[whatwg] Placeholder option for text input boxes
dhtmlkitchen at gmail.com
Wed Oct 1 17:45:35 PDT 2008
On Wed, Oct 1, 2008 at 5:11 PM, Maciej Stachowiak <mjs at apple.com> wrote:
> On Oct 1, 2008, at 10:27 AM, Aaron Boodman wrote:
>> On Wed, Oct 1, 2008 at 10:05 AM, Kristof Zelechovski
>> <giecrilj at stegny.2a.pl> wrote:
>>> It is about how to write the feature detection code. This kind of code
>>> should be especially robust and relying on deprecated features does not
>>> it more so.
>> Ok, let's separate out the 'how people should program' part from the
>> 'what we will support part'. My opinion is that input.placeholder
>> should be supported, because it is consistent with how everything else
>> I don't think that most web developers even know that accessing
>> attributes as properties is deprecated, and would be surprised that
>> setting input.placeholder does nothing.
> We don't have a placeholder property in the interface for HTML <input>
> elements, but this is due to oversight and lack of subsequent demand. It was
> not meant to be a principled stand on the merits of DOM attributes.
> Personally I think using getAttribute and setAttribute for everything is a
> painful and error-prone coding style.
Other INPUT attributes work don't reflect.
Currently, input.setAttribute('placeholder', 'foo'), does update the
visual placeholder text. This is different than say the "value"
property of an input, which can be set, but won't change the attribute
input.value = "new";
input.getAttribute('value'); => "orig"
The way I would imagine |placeholder| would work (and imagining is
about all I can do at this point) is that |input.placeholder| would be
a DOM property. It wouldn't necessarily reflect the attribute
value; changing input.placeholder would not affect the actual HTML
input.getAttribute('placeholder') would return the attribute value as a string.

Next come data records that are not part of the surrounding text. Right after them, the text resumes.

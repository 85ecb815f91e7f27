//! Sales ledger operations.

use rusqlite::{params, OptionalExtension};

use super::{Database, DbError, DbResult};
use crate::models::Sale;

/// Today's local calendar date as stored in `sales.sale_date`.
pub fn today() -> String {
    chrono::Local::now().date_naive().format("%Y-%m-%d").to_string()
}

impl Database {
    /// Append a sale dated today. Stock is not checked or touched.
    pub fn record_sale(&self, drug_id: i64, quantity: i64) -> DbResult<i64> {
        self.conn.execute(
            "INSERT INTO sales (drug_id, quantity_sold, sale_date) VALUES (?1, ?2, ?3)",
            params![drug_id, quantity, today()],
        )?;
        Ok(self.conn.last_insert_rowid())
    }

    /// Record a sale and decrement stock in a single transaction.
    ///
    /// The decrement only applies while stock covers `quantity`; otherwise
    /// nothing is written and `InsufficientStock` is returned.
    pub fn commit_sale(&self, drug_id: i64, quantity: i64) -> DbResult<Sale> {
        if quantity <= 0 {
            return Err(DbError::Constraint(format!(
                "sale quantity must be positive, got {}",
                quantity
            )));
        }

        let tx = self.conn.unchecked_transaction()?;

        let updated = tx.execute(
            "UPDATE drugs SET quantity = quantity - ?1 WHERE id = ?2 AND quantity >= ?1",
            params![quantity, drug_id],
        )?;

        if updated == 0 {
            let available: Option<i64> = tx
                .query_row(
                    "SELECT quantity FROM drugs WHERE id = ?",
                    [drug_id],
                    |row| row.get(0),
                )
                .optional()?;

            return match available {
                None => Err(DbError::NotFound(format!("Drug ID {}", drug_id))),
                Some(available) => Err(DbError::InsufficientStock {
                    drug_id,
                    requested: quantity,
                    available,
                }),
            };
        }

        let sale_date = today();
        tx.execute(
            "INSERT INTO sales (drug_id, quantity_sold, sale_date) VALUES (?1, ?2, ?3)",
            params![drug_id, quantity, sale_date],
        )?;
        let id = tx.last_insert_rowid();
        tx.commit()?;

        Ok(Sale {
            id,
            drug_id,
            quantity_sold: quantity,
            sale_date,
        })
    }

    /// The full sales ledger, oldest first.
    pub fn list_sales(&self) -> DbResult<Vec<Sale>> {
        let mut stmt = self.conn.prepare(
            "SELECT rowid, drug_id, quantity_sold, sale_date FROM sales ORDER BY rowid",
        )?;
        let rows = stmt.query_map([], |row| {
            Ok(Sale {
                id: row.get(0)?,
                drug_id: row.get(1)?,
                quantity_sold: row.get(2)?,
                sale_date: row.get(3)?,
            })
        })?;

        let mut sales = Vec::new();
        for row in rows {
            sales.push(row?);
        }
        Ok(sales)
    }
}

#[cfg(test)]
mod tests {
    use super::*;
    use crate::models::DrugRecord;

    fn setup_db() -> (Database, i64) {
        let db = Database::open_in_memory().unwrap();
        let id = db.insert_drug(&DrugRecord::new("Paracetamol", 10)).unwrap();
        (db, id)
    }

    #[test]
    fn test_record_sale_leaves_stock() {
        let (db, id) = setup_db();

        db.record_sale(id, 4).unwrap();

        let sales = db.list_sales().unwrap();
        assert_eq!(sales.len(), 1);
        assert_eq!(sales[0].drug_id, id);
        assert_eq!(sales[0].quantity_sold, 4);
        assert_eq!(sales[0].sale_date, today());
        assert_eq!(db.get_stock(id).unwrap(), 10);
    }

    #[test]
    fn test_record_sale_unknown_drug_rejected() {
        let (db, id) = setup_db();
        assert!(db.record_sale(id + 1, 1).is_err());
    }

    #[test]
    fn test_commit_sale() {
        let (db, id) = setup_db();

        let sale = db.commit_sale(id, 10).unwrap();
        assert_eq!(sale.quantity_sold, 10);
        assert_eq!(db.get_stock(id).unwrap(), 0);
        assert_eq!(db.list_sales().unwrap(), vec![sale]);
    }

    #[test]
    fn test_commit_sale_insufficient_writes_nothing() {
        let (db, id) = setup_db();

        match db.commit_sale(id, 11) {
            Err(DbError::InsufficientStock {
                requested,
                available,
                ..
            }) => {
                assert_eq!(requested, 11);
                assert_eq!(available, 10);
            }
            other => panic!("expected insufficient stock, got {:?}", other),
        }
        assert_eq!(db.get_stock(id).unwrap(), 10);
        assert!(db.list_sales().unwrap().is_empty());
    }

    #[test]
    fn test_commit_sale_rejects_non_positive() {
        let (db, id) = setup_db();
        assert!(matches!(db.commit_sale(id, 0), Err(DbError::Constraint(_))));
        assert!(matches!(db.commit_sale(id, -3), Err(DbError::Constraint(_))));
    }

    #[test]
    fn test_commit_sale_unknown_drug() {
        let (db, id) = setup_db();
        assert!(matches!(db.commit_sale(id + 7, 1), Err(DbError::NotFound(_))));
    }

    #[test]
    fn test_sales_are_append_only() {
        let (db, id) = setup_db();
        db.commit_sale(id, 1).unwrap();

        assert!(db.conn().execute("DELETE FROM sales", []).is_err());
        assert!(db
            .conn()
            .execute("UPDATE sales SET quantity_sold = 5", [])
            .is_err());
        assert_eq!(db.list_sales().unwrap().len(), 1);
    }
}
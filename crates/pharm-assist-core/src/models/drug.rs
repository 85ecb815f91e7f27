//! Inventory models.

use serde::{Deserialize, Serialize};

/// A drug row in the inventory store.
#[derive(Debug, Clone, Serialize, Deserialize, PartialEq)]
pub struct Drug {
    /// Store-assigned key
    pub id: i64,
    /// Drug name, matched case- and whitespace-insensitively
    pub name: String,
    pub brand: Option<String>,
    /// Current stock in units
    pub quantity: i64,
    pub expiry_date: Option<String>,
    pub price_per_unit: Option<f64>,
}

/// Drug fields as shown in the inventory panel (everything except the id).
#[derive(Debug, Clone, Serialize, Deserialize, PartialEq)]
pub struct DrugRecord {
    pub name: String,
    pub brand: Option<String>,
    pub quantity: i64,
    pub expiry_date: Option<String>,
    pub price_per_unit: Option<f64>,
}

impl DrugRecord {
    /// Create a record with only a name and stock level.
    pub fn new(name: impl Into<String>, quantity: i64) -> Self {
        Self {
            name: name.into(),
            brand: None,
            quantity,
            expiry_date: None,
            price_per_unit: None,
        }
    }

    pub fn with_brand(mut self, brand: impl Into<String>) -> Self {
        self.brand = Some(brand.into());
        self
    }

    pub fn with_expiry(mut self, expiry_date: impl Into<String>) -> Self {
        self.expiry_date = Some(expiry_date.into());
        self
    }

    pub fn with_price(mut self, price_per_unit: f64) -> Self {
        self.price_per_unit = Some(price_per_unit);
        self
    }
}

impl From<Drug> for DrugRecord {
    fn from(drug: Drug) -> Self {
        Self {
            name: drug.name,
            brand: drug.brand,
            quantity: drug.quantity,
            expiry_date: drug.expiry_date,
            price_per_unit: drug.price_per_unit,
        }
    }
}

/// An append-only sales ledger entry.
#[derive(Debug, Clone, Serialize, Deserialize, PartialEq)]
pub struct Sale {
    /// Ledger row id
    pub id: i64,
    pub drug_id: i64,
    /// Units sold (always positive)
    pub quantity_sold: i64,
    /// Calendar date of the sale, `YYYY-MM-DD`
    pub sale_date: String,
}

/// Matching key for drug names: whitespace removed, lowercased.
pub fn normalize_drug_name(name: &str) -> String {
    name.chars()
        .filter(|c| !c.is_whitespace())
        .flat_map(char::to_lowercase)
        .collect()
}
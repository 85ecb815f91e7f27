//! Prescription image payload.

use base64::Engine as _;

/// Raw image bytes plus the MIME type sent to the model.
#[derive(Debug, Clone, PartialEq, Eq)]
pub struct PrescriptionImage {
    pub bytes: Vec<u8>,
    pub mime_type: String,
}

impl PrescriptionImage {
    /// Wrap image bytes, sniffing the MIME type from the file signature.
    pub fn from_bytes(bytes: Vec<u8>) -> Self {
        let mime_type = detect_mime_type(&bytes).to_string();
        Self { bytes, mime_type }
    }

    /// Wrap image bytes with an explicit MIME type.
    pub fn with_mime_type(bytes: Vec<u8>, mime_type: impl Into<String>) -> Self {
        Self {
            bytes,
            mime_type: mime_type.into(),
        }
    }

    pub fn is_empty(&self) -> bool {
        self.bytes.is_empty()
    }

    /// Standard base64 encoding of the image bytes.
    pub fn to_base64(&self) -> String {
        base64::engine::general_purpose::STANDARD.encode(&self.bytes)
    }
}

/// Detect an image MIME type from magic bytes. Unknown input is treated as JPEG.
pub fn detect_mime_type(bytes: &[u8]) -> &'static str {
    if bytes.starts_with(&[0x89, b'P', b'N', b'G', 0x0D, 0x0A, 0x1A, 0x0A]) {
        "image/png"
    } else if bytes.starts_with(&[0xFF, 0xD8, 0xFF]) {
        "image/jpeg"
    } else if bytes.starts_with(b"GIF87a") || bytes.starts_with(b"GIF89a") {
        "image/gif"
    } else if bytes.len() >= 12 && &bytes[0..4] == b"RIFF" && &bytes[8..12] == b"WEBP" {
        "image/webp"
    } else {
        "image/jpeg"
    }
}

#[cfg(test)]
mod tests {
    use super::*;

    #[test]
    fn test_detect_png() {
        let bytes = [0x89, b'P', b'N', b'G', 0x0D, 0x0A, 0x1A, 0x0A, 0, 0];
        assert_eq!(detect_mime_type(&bytes), "image/png");
    }

    #[test]
    fn test_detect_webp() {
        let mut bytes = b"RIFF".to_vec();
        bytes.extend_from_slice(&[0, 0, 0, 0]);
        bytes.extend_from_slice(b"WEBPVP8 ");
        assert_eq!(detect_mime_type(&bytes), "image/webp");
    }

    #[test]
    fn test_unknown_defaults_to_jpeg() {
        assert_eq!(detect_mime_type(b"not an image"), "image/jpeg");
        assert_eq!(detect_mime_type(&[]), "image/jpeg");
    }

    #[test]
    fn test_base64() {
        let image = PrescriptionImage::with_mime_type(b"abc".to_vec(), "image/png");
        assert_eq!(image.to_base64(), "YWJj");
        assert!(!image.is_empty());
    }
}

(in practice browsers return the value null for attributes not
present. Technically, getAttribute is "specified" to return a
domstring and null is not a string.)
For example of a non-reflecting property, we can look at the |checked|
property of a checkbox. The |checked| property does not reflect the
|checked| attribute. It's a good example of how a non-reflecting
|placeholder| property might work.
The result for the following example:
Safari 3, Firefox 3:
(did not test) - FWIRC, getAttribute('checked') will return the value
|false|, what happens after that, I do not know.
<input type="checkbox" checked="checked" id="c">
<input id="b" value='asdf'>
var d = document, c = d.getElementById('c');
var b = d.getElementById('b');
b.value = 1;
d.writeln("b.getAttribute('value'):..." + b.getAttribute('value'));
c.checked = false;
d.writeln("\nc.checked:................." + c.checked);
d.writeln("c.checked:................." + c.checked);
 HTML 5 - Reflecting content attributes in DOM attributes
Do we need a failing test for input.placeholder?